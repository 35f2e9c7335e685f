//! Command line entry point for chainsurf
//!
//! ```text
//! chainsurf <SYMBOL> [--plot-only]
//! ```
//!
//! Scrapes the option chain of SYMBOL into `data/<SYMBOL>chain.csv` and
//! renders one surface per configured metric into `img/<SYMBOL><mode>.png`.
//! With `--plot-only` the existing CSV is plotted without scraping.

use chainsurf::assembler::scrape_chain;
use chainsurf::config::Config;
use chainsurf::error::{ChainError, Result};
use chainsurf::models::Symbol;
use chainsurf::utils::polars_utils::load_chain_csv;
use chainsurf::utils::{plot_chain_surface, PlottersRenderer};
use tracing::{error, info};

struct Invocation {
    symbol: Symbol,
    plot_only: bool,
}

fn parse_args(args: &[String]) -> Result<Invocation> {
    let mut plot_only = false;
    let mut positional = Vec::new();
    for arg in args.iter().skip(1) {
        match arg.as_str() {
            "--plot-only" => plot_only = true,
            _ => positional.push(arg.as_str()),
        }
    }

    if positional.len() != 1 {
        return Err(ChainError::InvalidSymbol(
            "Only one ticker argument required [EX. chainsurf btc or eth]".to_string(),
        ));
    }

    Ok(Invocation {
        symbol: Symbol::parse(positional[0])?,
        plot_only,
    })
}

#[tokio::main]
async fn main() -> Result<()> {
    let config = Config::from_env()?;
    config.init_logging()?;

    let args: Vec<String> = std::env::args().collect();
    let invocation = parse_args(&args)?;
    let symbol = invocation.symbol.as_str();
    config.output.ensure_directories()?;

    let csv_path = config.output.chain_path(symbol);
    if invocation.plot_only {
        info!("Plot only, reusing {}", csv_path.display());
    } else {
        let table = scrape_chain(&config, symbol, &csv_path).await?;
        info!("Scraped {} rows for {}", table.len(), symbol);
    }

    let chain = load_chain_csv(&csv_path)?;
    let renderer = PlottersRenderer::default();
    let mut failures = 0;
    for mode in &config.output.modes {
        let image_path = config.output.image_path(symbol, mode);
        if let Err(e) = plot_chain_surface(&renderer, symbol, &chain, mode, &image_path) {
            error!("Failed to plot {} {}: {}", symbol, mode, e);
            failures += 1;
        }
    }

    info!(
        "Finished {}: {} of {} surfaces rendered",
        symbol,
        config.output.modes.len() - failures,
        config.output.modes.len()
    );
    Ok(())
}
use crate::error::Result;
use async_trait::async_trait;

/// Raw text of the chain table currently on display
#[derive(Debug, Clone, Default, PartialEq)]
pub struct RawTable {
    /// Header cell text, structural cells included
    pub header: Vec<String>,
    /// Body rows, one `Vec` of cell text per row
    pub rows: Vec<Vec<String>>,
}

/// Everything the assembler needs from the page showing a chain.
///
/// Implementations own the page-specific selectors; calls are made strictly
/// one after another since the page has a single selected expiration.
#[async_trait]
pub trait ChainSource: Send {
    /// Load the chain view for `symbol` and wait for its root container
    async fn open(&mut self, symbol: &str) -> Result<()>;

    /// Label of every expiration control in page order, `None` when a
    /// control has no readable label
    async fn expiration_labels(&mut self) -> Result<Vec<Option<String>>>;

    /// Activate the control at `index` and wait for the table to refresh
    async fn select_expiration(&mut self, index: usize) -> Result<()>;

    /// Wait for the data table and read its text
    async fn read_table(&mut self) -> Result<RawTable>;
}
_ _ _ _ _
#### YOUR ASSIGNMENT:
How many lines of the entries hold the word "output"? Respond with the number alone.

#### RESULT OF THIS TASK:
6